Скоро, однако, бабушка сменила гнев на милость. Кружа по лесу, заискивающе просила припомнить, где я был, где глухаря клятого поднял, из какой кучи спугнул?
— Осилься, батюшко, осилься, напряги память! Ну вот он бежал, и ты, сломя голову, понесся за ним, вот ты на гору его загнал, кринка-то еще была с тобой?
— Навроде была… навроде нет…
— Навроде, навроде! — снова накаляясь, впадала в ярость и хватала меня за вихор бабушка.
Кружили мы с ней, кружили по увалам, по Черной горе. Попались нам спускающиеся с них ребята, хорошо набравшие черники. Заглянув в посудины ягодников, бабушка с новой волной возмущения, но уже притомленно запела:
— Вот люди добрые ягод набрали, и посудину не потеряли. Нашему ж кавалеру все клин да палка. То бабушку обдует, травы в туесок насует, то за пташками погонится. Задерет башку и валит. Куды? Зачем? Чё только с этим человеком будет? Какой из него хозяин получится?
Вернулись мы домой затемно. Я и есть не смог. Упал замертво в постель и уснул. Что мне снилось и снилось ли — не помню, но хорошо помню, что не хотелось мне просыпаться, с бабушкой встречаться и на свет белый глядеть.. Бабушка, как водится, жаловалась всем подряд на меня, на деда, на свою судьбу. Видно было из передней: налив в большой таз горячей воды, валяла в нем, драла, теребила ногастую птицу со сведенными, в крючья загнутыми пальцами, со сбитыми когтями. Брезгливо фыркала бабушка, дохлятина и дохлятина птаха-то — говорила, — худющая, выболевшая, но готовить надо, раз такое голодное время приспело, да и добытчик прогневается, на приступ пойдет, он ведь во зле форменной дедушко родимый…
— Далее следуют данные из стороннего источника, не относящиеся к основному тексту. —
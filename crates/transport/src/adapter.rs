//! Object adapter: serves a registry on a TCP endpoint.
//!
//! Bootstrap sequence on the hosting side:
//!
//! 1. Bind an adapter to an endpoint
//! 2. Activate the root directory (and the rest of the tree) against the
//!    adapter's registry, so the root answers to the well-known identity
//! 3. Run the adapter until the shutdown future resolves
//!
//! Every connection is served by its own task, and every request inside a
//! connection is dispatched on a task of its own. Replies are funneled
//! through a single writer per connection, so they may go out in a
//! different order than requests came in; clients match them by id. The
//! reply queue is bounded: when the peer stops reading, dispatch tasks wait
//! for room instead of piling up replies in memory.

use crate::codec::{read_frame, write_frame};
use crate::error::Result;
use crate::protocol::{Request, Response};
use corelib::NodeRegistry;
use std::future::Future;
use std::net::SocketAddr;
use std::sync::Arc;
use tokio::net::{TcpListener, TcpStream, ToSocketAddrs};
use tokio::sync::mpsc;
use tracing::{debug, info, trace, warn};

/// Replies a connection may hold for its writer before dispatch tasks wait.
pub const REPLY_QUEUE_DEPTH: usize = 64;

pub struct ObjectAdapter {
    name: String,
    listener: TcpListener,
    registry: Arc<NodeRegistry>,
}

impl ObjectAdapter {
    /// Binds a new adapter. Calls are not accepted until [`run_until`].
    ///
    /// [`run_until`]: ObjectAdapter::run_until
    pub async fn bind(
        name: impl Into<String>,
        endpoint: impl ToSocketAddrs,
        registry: Arc<NodeRegistry>,
    ) -> Result<Self> {
        let name = name.into();
        let listener = TcpListener::bind(endpoint).await?;
        info!(adapter = %name, addr = %listener.local_addr()?, "adapter bound");
        Ok(Self {
            name,
            listener,
            registry,
        })
    }

    pub fn name(&self) -> &str {
        &self.name
    }

    pub fn local_addr(&self) -> Result<SocketAddr> {
        Ok(self.listener.local_addr()?)
    }

    pub fn registry(&self) -> &Arc<NodeRegistry> {
        &self.registry
    }

    /// Accepts and serves connections until `shutdown` resolves.
    ///
    /// Connections already accepted keep being served by their tasks.
    pub async fn run_until<F>(self, shutdown: F) -> Result<()>
    where
        F: Future<Output = ()>,
    {
        tokio::pin!(shutdown);
        info!(adapter = %self.name, servants = self.registry.len(), "adapter active");

        loop {
            tokio::select! {
                _ = &mut shutdown => {
                    info!(adapter = %self.name, "adapter shutting down");
                    return Ok(());
                }
                accepted = self.listener.accept() => match accepted {
                    Ok((stream, peer)) => {
                        debug!(adapter = %self.name, %peer, "accepted connection");
                        let registry = Arc::clone(&self.registry);
                        tokio::spawn(async move {
                            if let Err(err) = serve_connection(stream, registry).await {
                                warn!(%peer, error = %err, "connection failed");
                            }
                        });
                    }
                    Err(err) => warn!(adapter = %self.name, error = %err, "accept failed"),
                },
            }
        }
    }
}

async fn serve_connection(stream: TcpStream, registry: Arc<NodeRegistry>) -> Result<()> {
    let (mut reader, mut writer) = stream.into_split();
    let (replies, mut outgoing) = mpsc::channel::<Response>(REPLY_QUEUE_DEPTH);

    let writer_task = tokio::spawn(async move {
        while let Some(response) = outgoing.recv().await {
            write_frame(&mut writer, &response).await?;
        }
        Ok::<_, crate::error::TransportError>(())
    });

    while let Some(request) = read_frame::<_, Request>(&mut reader).await? {
        let registry = Arc::clone(&registry);
        let replies = replies.clone();
        tokio::spawn(async move {
            let Request {
                id,
                target,
                operation,
                oneway,
            } = request;
            trace!(id, target = %target, operation = operation.as_str(), oneway, "dispatching");

            let result = registry.dispatch(&target, operation);
            if let Err(err) = &result {
                debug!(id, target = %target, error = %err, "dispatch failed");
            }
            if !oneway {
                // The writer only goes away when the connection is gone.
                let _ = replies.send(Response { id, result }).await;
            }
        });
    }

    drop(replies);
    match writer_task.await {
        Ok(result) => result,
        Err(err) => Err(std::io::Error::new(std::io::ErrorKind::Other, err).into()),
    }
}
//! Wire messages.
//!
//! A client sends one [`Request`] per call. Two-way requests are answered by
//! a [`Response`] carrying the same `id`; oneway requests get no answer at
//! all, so the caller learns nothing about their outcome.

use corelib::{DispatchError, Identity, Operation, Reply};
use serde::{Deserialize, Serialize};

#[derive(Clone, Debug, PartialEq, Eq, Serialize, Deserialize)]
pub struct Request {
    pub id: u64,
    pub target: Identity,
    pub operation: Operation,
    pub oneway: bool,
}

#[derive(Clone, Debug, PartialEq, Eq, Serialize, Deserialize)]
pub struct Response {
    pub id: u64,
    pub result: Result<Reply, DispatchError>,
}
Я полежал, полежал, да ведь не улежишь весь день. Пролез к рукомойнику, побренчал им, боком подсел к кухонному столу, налил молока, отрезал горбушку хлеба. Бабушка, молча за мной наблюдавшая, кивнула головой на русскую печь, прикрытую беленой заслонкой, оттуда доносило запахом мреющего мяса:
— Чё убоину-то не дожидаешься? Кто ее исти, акромя тебя, станет?
— Не беспокойся, съедим!
И съели. Я созвал левонтьевских орлов, тетки Авдотьиных девок и, облепив стол с проношенной на углах клеенкой, мигом мы счавкали глухаря, обглодали кости, вымакали хлебом жижку, сдобренную луком, чесноком, лавровым листиком и перцем, иначе, заверяла бабушка, отворотит от такой дохлятины, в ней и мяса-то почти нету, кожа да кости, крупные, как у барана, кости, грудина не меньше, чем у федотовского козла.